§ Task requirements
Restate word for word the entries below, starting with the line with "impl TextGenerator for BrokenGenerator" and continuing through the line with "async fn server_with(generator: Option<Box<dyn". Include both of those lines and no others.

*** Opening Recorded data ***

/// MCP protocol round trips through the JSON-RPC line handler
use async_trait::async_trait;
use habitflow::mcp::McpServer;
use habitflow::*;
use serde_json::{json, Value};
use tempfile::NamedTempFile;

struct CannedGenerator(&'static str);

#[async_trait]
impl TextGenerator for CannedGenerator {
    async fn complete(&self, _system: &str, _prompt: &str) -> Result<String, DigestError> {
        Ok(self.0.to_string())
    }
}

struct BrokenGenerator;

#[async_trait]
impl TextGenerator for BrokenGenerator {
    async fn complete(&self, _system: &str, _prompt: &str) -> Result<String, DigestError> {
        Err(DigestError::Generation {
            status: Some(401),
            message: "invalid api key".to_string(),
        })
    }
}

async fn server_with(generator: Option<Box<dyn TextGenerator>>) -> (McpServer, NamedTempFile) {
    let temp_file = NamedTempFile::new().expect("Failed to create temp file");
    let mut server = HabitFlowServer::new(ServerConfig::new(temp_file.path()))
        .await
        .expect("Failed to create server");
    if let Some(generator) = generator {
        server = server.with_text_generator(generator);
    }
    (McpServer::new(server), temp_file)
}

async fn request(server: &mut McpServer, id: u64, method: &str, params: Value) -> Value {
    let line = json!({"jsonrpc": "2.0", "id": id, "method": method, "params": params}).to_string();
    let response = server.process_line(&line).await.expect("request gets a response");
    serde_json::to_value(response).unwrap()
}

async fn call(server: &mut McpServer, name: &str, arguments: Value) -> (bool, String) {
    let response = request(server, 1, "tools/call", json!({"name": name, "arguments": arguments})).await;
    let result = &response["result"];
    (
        result["isError"].as_bool().unwrap(),
        result["content"][0]["text"].as_str().unwrap().to_string(),
    )
}

/// Pull the `Habit ID: <uuid>` line out of a habit_create reply
fn habit_id_from(text: &str) -> String {
    text.lines()
        .find_map(|line| line.strip_prefix("Habit ID: "))
        .expect("habit id in reply")
        .trim()
        .to_string()
}

#[tokio::test]
async fn test_initialize_and_list_tools() {
    let (mut server, _db) = server_with(None).await;

    let init = request(&mut server, 1, "initialize", json!({
        "protocolVersion": "2024-11-05",
        "capabilities": {},
        "clientInfo": {"name": "test", "version": "1"}
    }))
    .await;
    assert_eq!(init["result"]["protocolVersion"], "2024-11-05");
    assert_eq!(init["result"]["serverInfo"]["name"], "HabitFlow");

    // Notification: no response
    let notification = json!({"jsonrpc": "2.0", "method": "notifications/initialized"}).to_string();
    assert!(server.process_line(&notification).await.is_none());
    assert!(server.is_initialized());

    let tools = request(&mut server, 2, "tools/list", json!({})).await;
    let names: Vec<&str> = tools["result"]["tools"]
        .as_array()
        .unwrap()
        .iter()
        .map(|t| t["name"].as_str().unwrap())
        .collect();
    assert!(names.contains(&"habit_toggle"));
    assert!(names.contains(&"digest_generate"));
    assert_eq!(names.len(), 14);
}

#[tokio::test]
async fn test_protocol_errors() {
    let (mut server, _db) = server_with(None).await;

    let bad_json = server.process_line("{not json").await.unwrap();
    assert_eq!(serde_json::to_value(bad_json).unwrap()["error"]["code"], -32700);

    let unknown = request(&mut server, 3, "resources/list", json!({})).await;
    assert_eq!(unknown["error"]["code"], -32601);

    let (is_error, text) = call(&mut server, "habit_fly", json!({})).await;
    assert!(is_error);
    assert!(text.contains("Unknown tool"));

    let (is_error, text) = call(&mut server, "habit_create", json!({"icon": "🏃"})).await;
    assert!(is_error);
    assert!(text.contains("Invalid parameters"));
}

#[tokio::test]
async fn test_habit_lifecycle_over_mcp() {
    let (mut server, _db) = server_with(None).await;

    let (is_error, text) = call(&mut server, "habit_create", json!({"name": "Run", "icon": "🏃"})).await;
    assert!(!is_error, "{}", text);
    let habit_id = habit_id_from(&text);

    let (_, text) = call(&mut server, "habit_toggle", json!({"habit_id": habit_id})).await;
    assert!(text.contains("Logged 'Run'"));

    let (_, text) = call(&mut server, "habit_list", json!({})).await;
    assert!(text.contains("Streak: 1 days"));

    let (_, text) = call(&mut server, "habit_toggle", json!({"habit_id": habit_id})).await;
    assert!(text.contains("Unlogged 'Run'"));

    let (_, text) = call(&mut server, "dashboard", Value::Null).await;
    assert!(text.contains("Completed today: 0/1"));

    let (is_error, _) = call(&mut server, "habit_delete", json!({"habit_id": habit_id})).await;
    assert!(!is_error);
    let (is_error, _) = call(&mut server, "habit_toggle", json!({"habit_id": habit_id})).await;
    assert!(is_error);
}

#[tokio::test]
async fn test_digest_generation_over_mcp() {
    let (mut server, _db) = server_with(Some(Box::new(CannedGenerator("## Nice week")))).await;

    let (is_error, text) = call(&mut server, "digest_generate", json!({})).await;
    assert!(!is_error, "{}", text);
    assert!(text.contains("## Nice week"));

    let (_, text) = call(&mut server, "digest_list", json!({})).await;
    assert!(text.contains("## Nice week"));
}

#[tokio::test]
async fn test_failed_digest_is_reported_and_not_stored() {
    let (mut server, _db) = server_with(Some(Box::new(BrokenGenerator))).await;

    let (is_error, text) = call(&mut server, "digest_generate", json!({})).await;
    assert!(is_error);
    assert_eq!(text, "Error: Failed to generate weekly digest. Please check your API key.");

    let (_, text) = call(&mut server, "digest_list", json!({})).await;
    assert!(text.starts_with("No digests yet"));
}

#[tokio::test]
async fn test_digest_without_key_explains_setup() {
    let (mut server, _db) = server_with(None).await;

    let (is_error, text) = call(&mut server, "digest_generate", json!({})).await;
    assert!(is_error);
    assert!(text.contains("OPENAI_API_KEY"));
}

*** Closing Recorded data ***

§ Response
impl TextGenerator for BrokenGenerator {
    async fn complete(&self, _system: &str, _prompt: &str) -> Result<String, DigestError> {
        Err(DigestError::Generation {
            status: Some(401),
            message: "invalid api key".to_string(),
        })
    }
}

async fn server_with(generator: Option<Box<dyn TextGenerator>>) -> (McpServer, NamedTempFile) {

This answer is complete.